Excellent demographic fundamentals underpin this stellar sales productivity. On average, nearly 1.9 million people live within 15 miles of Taubman's domestic malls, significantly more than any other mall REIT other than Macerich, which is known for a focus on urban properties. Meanwhile, the average household income in that 15-mile ring was $104,567 for Taubman Centers last year -- 10% ahead of Simon Property Group, which was No. 2 on that metric.

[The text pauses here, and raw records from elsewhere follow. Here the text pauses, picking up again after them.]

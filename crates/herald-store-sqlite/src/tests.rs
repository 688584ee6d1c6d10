//! Integration tests for `SqliteStore` against an in-memory database.

use std::{
  collections::BTreeSet,
  sync::{
    Arc,
    atomic::{AtomicUsize, Ordering},
  },
};

use herald_core::{
  document::DocumentRef,
  mail::NewEnvelope,
  partner::{EmailPreference, NewPartner},
  store::{
    AccessCacheInvalidator, InboxQuery, NotificationStore, OutboundMailer,
    PartnerDirectory, SubscriptionStore, Visibility,
  },
};
use uuid::Uuid;

use crate::SqliteStore;

async fn store() -> SqliteStore {
  SqliteStore::open_in_memory()
    .await
    .expect("in-memory store")
}

fn subtype_set(names: &[&str]) -> BTreeSet<String> {
  names.iter().map(|s| s.to_string()).collect()
}

async fn add_partner(s: &SqliteStore, name: &str) -> Uuid {
  s.add_partner(NewPartner::new(
    name,
    Some(format!("{name}@example.com")),
  ))
  .await
  .unwrap()
  .partner_id
}

/// Counts invalidation calls.
#[derive(Default)]
struct CountingInvalidator(AtomicUsize);

impl AccessCacheInvalidator for CountingInvalidator {
  fn invalidate(&self) {
    self.0.fetch_add(1, Ordering::SeqCst);
  }
}

// ─── Subscriptions ───────────────────────────────────────────────────────────

#[tokio::test]
async fn follow_and_list_followers() {
  let s = store().await;
  let alice = add_partner(&s, "alice").await;
  let task = DocumentRef::new("project.task", 7);

  let sub = s
    .follow(task.clone(), alice, subtype_set(&["comment"]))
    .await
    .unwrap();
  assert_eq!(sub.partner_id, alice);
  assert_eq!(sub.document, task);

  let followers = s.followers_of(&task).await.unwrap();
  assert_eq!(followers.len(), 1);
  assert_eq!(followers[0].partner_id, alice);
}

#[tokio::test]
async fn follow_twice_is_a_conflict() {
  let s = store().await;
  let alice = add_partner(&s, "alice").await;
  let task = DocumentRef::new("project.task", 7);

  s.follow(task.clone(), alice, BTreeSet::new())
    .await
    .unwrap();
  let err = s
    .follow(task.clone(), alice, BTreeSet::new())
    .await
    .unwrap_err();
  assert!(matches!(err, crate::Error::AlreadyFollowing { .. }));

  // no silent duplicate row
  let followers = s.followers_of(&task).await.unwrap();
  assert_eq!(followers.len(), 1);
}

#[tokio::test]
async fn same_partner_may_follow_different_documents() {
  let s = store().await;
  let alice = add_partner(&s, "alice").await;

  s.follow(DocumentRef::new("project.task", 7), alice, BTreeSet::new())
    .await
    .unwrap();
  s.follow(DocumentRef::new("project.task", 8), alice, BTreeSet::new())
    .await
    .unwrap();

  let subs = s.subscriptions_of(alice).await.unwrap();
  assert_eq!(subs.len(), 2);
}

#[tokio::test]
async fn wildcard_subscription_shows_up_for_every_instance() {
  let s = store().await;
  let alice = add_partner(&s, "alice").await;
  let bob = add_partner(&s, "bob").await;

  s.follow(DocumentRef::new("project.task", 0), alice, BTreeSet::new())
    .await
    .unwrap();
  s.follow(DocumentRef::new("project.task", 7), bob, BTreeSet::new())
    .await
    .unwrap();

  let followers = s
    .followers_of(&DocumentRef::new("project.task", 7))
    .await
    .unwrap();
  let ids: Vec<Uuid> = followers.iter().map(|f| f.partner_id).collect();
  assert_eq!(ids.len(), 2);
  assert!(ids.contains(&alice));
  assert!(ids.contains(&bob));

  // an unrelated instance only sees the wildcard follower
  let followers = s
    .followers_of(&DocumentRef::new("project.task", 99))
    .await
    .unwrap();
  assert_eq!(followers.len(), 1);
  assert_eq!(followers[0].partner_id, alice);
}

#[tokio::test]
async fn unfollow_deletes_the_subscription() {
  let s = store().await;
  let alice = add_partner(&s, "alice").await;
  let task = DocumentRef::new("project.task", 7);

  s.follow(task.clone(), alice, BTreeSet::new())
    .await
    .unwrap();
  assert!(s.unfollow(&task, alice).await.unwrap());
  assert!(!s.unfollow(&task, alice).await.unwrap());
  assert!(s.followers_of(&task).await.unwrap().is_empty());
}

#[tokio::test]
async fn set_subtypes_replaces_the_followed_set() {
  let s = store().await;
  let alice = add_partner(&s, "alice").await;
  let task = DocumentRef::new("project.task", 7);

  s.follow(task.clone(), alice, subtype_set(&["comment"]))
    .await
    .unwrap();
  let sub = s
    .set_subtypes(&task, alice, subtype_set(&["comment", "stage_change"]))
    .await
    .unwrap();
  assert_eq!(sub.subtypes, subtype_set(&["comment", "stage_change"]));
}

#[tokio::test]
async fn set_subtypes_on_missing_subscription_errors() {
  let s = store().await;
  let alice = add_partner(&s, "alice").await;

  let err = s
    .set_subtypes(
      &DocumentRef::new("project.task", 7),
      alice,
      BTreeSet::new(),
    )
    .await
    .unwrap_err();
  assert!(matches!(err, crate::Error::SubscriptionNotFound(_)));
}

#[tokio::test]
async fn followers_for_subtype_filters_on_the_followed_set() {
  let s = store().await;
  let alice = add_partner(&s, "alice").await;
  let bob = add_partner(&s, "bob").await;
  let task = DocumentRef::new("project.task", 7);

  s.follow(task.clone(), alice, subtype_set(&["comment"]))
    .await
    .unwrap();
  s.follow(task.clone(), bob, subtype_set(&["stage_change"]))
    .await
    .unwrap();

  let ids = s.followers_for_subtype(&task, "comment").await.unwrap();
  assert_eq!(ids, vec![alice]);
}

#[tokio::test]
async fn every_subscription_mutation_invalidates_the_access_cache() {
  let invalidator = Arc::new(CountingInvalidator::default());
  let s = store().await.with_invalidator(invalidator.clone());
  let alice = add_partner(&s, "alice").await;
  let task = DocumentRef::new("project.task", 7);

  s.follow(task.clone(), alice, BTreeSet::new())
    .await
    .unwrap();
  s.set_subtypes(&task, alice, subtype_set(&["comment"]))
    .await
    .unwrap();
  s.unfollow(&task, alice).await.unwrap();

  assert_eq!(invalidator.0.load(Ordering::SeqCst), 3);

  // a no-op unfollow is not a mutation
  s.unfollow(&task, alice).await.unwrap();
  assert_eq!(invalidator.0.load(Ordering::SeqCst), 3);
}

// ─── Notifications ───────────────────────────────────────────────────────────

#[tokio::test]
async fn create_and_fetch_notifications_for_message() {
  let s = store().await;
  let alice = add_partner(&s, "alice").await;
  let bob = add_partner(&s, "bob").await;
  let message_id = Uuid::new_v4();

  s.create_notification(message_id, alice).await.unwrap();
  s.create_notification(message_id, bob).await.unwrap();
  s.create_notification(Uuid::new_v4(), bob).await.unwrap();

  let all = s
    .notifications_for_message(message_id, &[], None, Visibility::Bypass)
    .await
    .unwrap();
  assert_eq!(all.len(), 2);

  let restricted = s
    .notifications_for_message(message_id, &[alice], None, Visibility::Bypass)
    .await
    .unwrap();
  assert_eq!(restricted.len(), 1);
  assert_eq!(restricted[0].partner_id, alice);
}

#[tokio::test]
async fn enforced_visibility_drops_non_followers() {
  let s = store().await;
  let alice = add_partner(&s, "alice").await;
  let bob = add_partner(&s, "bob").await;
  let task = DocumentRef::new("project.task", 7);
  let message_id = Uuid::new_v4();

  s.follow(task.clone(), alice, BTreeSet::new())
    .await
    .unwrap();
  s.create_notification(message_id, alice).await.unwrap();
  s.create_notification(message_id, bob).await.unwrap();

  let enforced = s
    .notifications_for_message(
      message_id,
      &[],
      Some(&task),
      Visibility::Enforced,
    )
    .await
    .unwrap();
  assert_eq!(enforced.len(), 1);
  assert_eq!(enforced[0].partner_id, alice);

  let bypassed = s
    .notifications_for_message(message_id, &[], Some(&task), Visibility::Bypass)
    .await
    .unwrap();
  assert_eq!(bypassed.len(), 2);
}

#[tokio::test]
async fn mark_unread_resets_the_read_flag_in_bulk() {
  let s = store().await;
  let alice = add_partner(&s, "alice").await;
  let bob = add_partner(&s, "bob").await;
  let message_id = Uuid::new_v4();

  let n1 = s.create_notification(message_id, alice).await.unwrap();
  let n2 = s.create_notification(message_id, bob).await.unwrap();
  s.set_read(n1.notification_id, true).await.unwrap();
  s.set_read(n2.notification_id, true).await.unwrap();

  s.mark_unread(&[n1.notification_id, n2.notification_id])
    .await
    .unwrap();

  let all = s
    .notifications_for_message(message_id, &[], None, Visibility::Bypass)
    .await
    .unwrap();
  assert!(all.iter().all(|n| !n.is_read));
}

#[tokio::test]
async fn set_read_on_missing_notification_errors() {
  let s = store().await;
  let err = s.set_read(Uuid::new_v4(), true).await.unwrap_err();
  assert!(matches!(err, crate::Error::NotificationNotFound(_)));
}

#[tokio::test]
async fn inbox_filters_unread_and_starred() {
  let s = store().await;
  let alice = add_partner(&s, "alice").await;

  let n1 = s.create_notification(Uuid::new_v4(), alice).await.unwrap();
  let n2 = s.create_notification(Uuid::new_v4(), alice).await.unwrap();
  let n3 = s.create_notification(Uuid::new_v4(), alice).await.unwrap();
  s.set_read(n1.notification_id, true).await.unwrap();
  s.set_starred(n2.notification_id, true).await.unwrap();

  let all = s
    .inbox(&InboxQuery {
      partner_id: alice,
      ..Default::default()
    })
    .await
    .unwrap();
  assert_eq!(all.len(), 3);
  // newest first
  assert_eq!(all[0].notification_id, n3.notification_id);

  let unread = s
    .inbox(&InboxQuery {
      partner_id: alice,
      unread_only: true,
      ..Default::default()
    })
    .await
    .unwrap();
  assert_eq!(unread.len(), 2);

  let starred = s
    .inbox(&InboxQuery {
      partner_id: alice,
      starred_only: true,
      ..Default::default()
    })
    .await
    .unwrap();
  assert_eq!(starred.len(), 1);
  assert_eq!(starred[0].notification_id, n2.notification_id);
}

// ─── Partners ────────────────────────────────────────────────────────────────

#[tokio::test]
async fn partner_roundtrip_with_preference_and_signature() {
  let s = store().await;

  let mut input = NewPartner::new("carol", Some("carol@example.com".into()));
  input.email_preference = EmailPreference::None;
  input.signature = Some("<p>Carol</p>".into());
  let created = s.add_partner(input).await.unwrap();

  let fetched = s.partner(created.partner_id).await.unwrap().unwrap();
  assert_eq!(fetched.name, "carol");
  assert_eq!(fetched.email.as_deref(), Some("carol@example.com"));
  assert_eq!(fetched.email_preference, EmailPreference::None);
  assert_eq!(fetched.signature.as_deref(), Some("<p>Carol</p>"));
}

#[tokio::test]
async fn partners_by_ids_skips_unknown_ids() {
  let s = store().await;
  let alice = add_partner(&s, "alice").await;

  let map = s
    .partners_by_ids(&[alice, Uuid::new_v4()])
    .await
    .unwrap();
  assert_eq!(map.len(), 1);
  assert!(map.contains_key(&alice));
}

// ─── Outbox ──────────────────────────────────────────────────────────────────

fn envelope_input(recipients: Vec<Uuid>) -> NewEnvelope {
  NewEnvelope {
    message_id:    Uuid::new_v4(),
    body_html:     "<p>hello</p>".into(),
    recipient_ids: recipients,
    references:    Some("<parent@example.com>".into()),
    auto_delete:   true,
    server_id:     None,
    extra_headers: Default::default(),
  }
}

#[tokio::test]
async fn created_envelopes_are_queued() {
  let s = store().await;
  let recipients = vec![Uuid::new_v4(), Uuid::new_v4()];

  let envelope = s
    .create_envelope(envelope_input(recipients.clone()))
    .await
    .unwrap();
  assert!(!envelope.status.is_sent());

  let queued = s.queued().await.unwrap();
  assert_eq!(queued.len(), 1);
  assert_eq!(queued[0].envelope_id, envelope.envelope_id);
  assert_eq!(queued[0].recipient_ids, recipients);
  assert_eq!(
    queued[0].references.as_deref(),
    Some("<parent@example.com>")
  );
}

#[tokio::test]
async fn send_now_marks_envelopes_sent() {
  let s = store().await;

  let e1 = s
    .create_envelope(envelope_input(vec![Uuid::new_v4()]))
    .await
    .unwrap();
  let e2 = s
    .create_envelope(envelope_input(vec![Uuid::new_v4()]))
    .await
    .unwrap();

  s.send_now(&[e1.clone()]).await.unwrap();

  let queued = s.queued().await.unwrap();
  assert_eq!(queued.len(), 1);
  assert_eq!(queued[0].envelope_id, e2.envelope_id);
}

But underperformance continues
Unfortunately for investors, Taubman Centers has done a poor job of converting its strong and rising sales per square foot into rent increases. While domestic sales per square foot have surged from $792 in 2016 to $940 today, average rents have increased less than 1% annually. Moreover, Taubman generates barely more rent per square foot than Macerich, despite its superior sales productivity.
Additionally, after reporting modest growth in funds from operations (FFO) in recent years, Taubman Centers is expecting a setback in 2019. FFO per share fell 5% to $1.71 and adjusted FFO per share fell 1.6% to $1.88 in the first half of the year, despite a $7.5 million gain from insurance proceeds related to the impact of Hurricane Maria on Mall of San Juan in 2017. For the full year, management expects FFO per share between $3.47 and $3.57 and adjusted FFO per share between $3.64 and $3.74. That would be down from $3.71 and $3.83, respectively, in 2018.
Investors can't be too confident in a quick rebound in FFO trends. Taubman reported releasing spreads (the percentage change between the rent for expiring leases and the new rent) of just 3.3% for the 12-month period ending in June, compared to 9.4% for Macerich.
Still a mixed bag for investors
Taubman Centers is a frustrating case for investors. The REIT clearly has a ton of potential, due to the high quality of its properties -- it's just not living up to that potential. That's probably why Litt (the activist investor) continues to own the stock and hound the board and management to make changes.
There have been some positive signs of change. Earlier this year, Taubman agreed to sell half of its stakes in three Asian malls to Blackstone at a valuation of $480 million. The first sale closed last week. These deals will reduce Taubman's debt load by hundreds of millions of dollars, and the related interest cost savings should more than offset the lost income from selling these stakes.
This is a step in the right direction. But, unfortunately, rather than following Litt's advice and exiting Asia entirely -- which would allow Taubman Centers to reduce its overhead substantially -- the REIT is talking about "recycling" the capital into new development projects. Considering its mixed track record in terms of getting reasonable returns on new developments, this seems like unwise empire-building behavior.
Taubman Centers stock is deeply undervalued compared to the value of its assets. The stock also has a healthy 6.5% dividend yield. However, lots of mall REITs have high yields and trade well below net asset value. Investors looking to bet on the long-term staying power of high-end malls would probably be better off putting their money on Macerich. Its near-term growth catalysts, stronger long-term track record for capital allocation and operating performance, and sky-high 9.4% dividend yield make it a better buy than Taubman Centers.